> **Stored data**
//! C3 linearization shared by providers that compute method resolution
//! order themselves.

/// Merge step of C3
///
/// Returns `None` when the sequences admit no consistent order.
pub fn c3_merge<T: Clone + PartialEq>(mut sequences: Vec<Vec<T>>) -> Option<Vec<T>> {
    let mut result = Vec::new();

    loop {
        sequences.retain(|sequence| !sequence.is_empty());
        if sequences.is_empty() {
            return Some(result);
        }

        let candidate = sequences
            .iter()
            .map(|sequence| &sequence[0])
            .find(|head| {
                !sequences
                    .iter()
                    .any(|sequence| sequence[1..].contains(head))
            })?
            .clone();

        for sequence in sequences.iter_mut() {
            if sequence[0] == candidate {
                sequence.remove(0);
            }
        }
        result.push(candidate);
    }
}

/// Linearize `head` given the linearizations of its bases, in base order
pub fn c3_linearize<T: Clone + PartialEq>(
    head: T,
    base_mros: Vec<Vec<T>>,
    bases: Vec<T>,
) -> Option<Vec<T>> {
    let mut sequences = base_mros;
    sequences.push(bases);
    let mut merged = c3_merge(sequences)?;
    merged.insert(0, head);
    Some(merged)
}

#[cfg(test)]
mod tests {
    use super::*;

    #[test]
    fn test_single_inheritance() {
        let mro = c3_linearize("B", vec![vec!["A", "object"]], vec!["A"]).unwrap();
        assert_eq!(mro, vec!["B", "A", "object"]);
    }

    #[test]
    fn test_diamond() {
        // class A; class B(A); class C(A); class D(B, C)
        let a = vec!["A", "object"];
        let b = c3_linearize("B", vec![a.clone()], vec!["A"]).unwrap();
        let c = c3_linearize("C", vec![a], vec!["A"]).unwrap();
        let d = c3_linearize("D", vec![b, c], vec!["B", "C"]).unwrap();
        assert_eq!(d, vec!["D", "B", "C", "A", "object"]);
    }

    #[test]
    fn test_inconsistent_order() {
        // class X(A, B) and class Y(B, A) cannot share a subclass
        let a = vec!["A", "object"];
        let b = vec!["B", "object"];
        let x = c3_linearize("X", vec![a.clone(), b.clone()], vec!["A", "B"]).unwrap();
        let y = c3_linearize("Y", vec![b, a], vec!["B", "A"]).unwrap();
        assert!(c3_linearize("Z", vec![x, y], vec!["X", "Y"]).is_none());
    }
}
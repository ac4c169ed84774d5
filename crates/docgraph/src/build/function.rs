//! Function and variable construction.

use super::{clean_docstring, clean_source};
use crate::graph::{Context, Entity, EntityId, EntityKind, FunctionData, VariableData};
use docgraph_reflect_api::{MemberInfo, ObjectId, ReflectionProvider};

pub(crate) fn build_function(
    ctx: &mut Context,
    provider: &dyn ReflectionProvider,
    module: EntityId,
    cls: Option<EntityId>,
    member: &MemberInfo,
    method: bool,
) -> EntityId {
    let object = member.object;
    let data = FunctionData {
        cls,
        method,
        qualname: provider
            .qualname(object)
            .unwrap_or_else(|| member.name.clone()),
        is_async: provider.is_async(object),
        signature: provider.signature(object),
        source: provider.source(object).map(|source| clean_source(&source)),
    };

    ctx.alloc(Entity {
        name: member.name.clone(),
        module,
        object: Some(object),
        docstring: clean_docstring(provider.docstring(object)),
        inherits: None,
        kind: EntityKind::Function(data),
    })
}

pub(crate) fn build_variable(
    ctx: &mut Context,
    module: EntityId,
    name: &str,
    docstring: String,
    object: Option<ObjectId>,
    cls: Option<EntityId>,
    instance_var: bool,
) -> EntityId {
    ctx.alloc(Entity {
        name: name.to_string(),
        module,
        object,
        docstring,
        inherits: None,
        kind: EntityKind::Variable(VariableData { cls, instance_var }),
    })
}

> **What the task requires**
Which lines above hold the string "ObjectId"? Copy every one of them.

> **The completed task**
use docgraph_reflect_api::{MemberInfo, ObjectId, ReflectionProvider};
    object: Option<ObjectId>,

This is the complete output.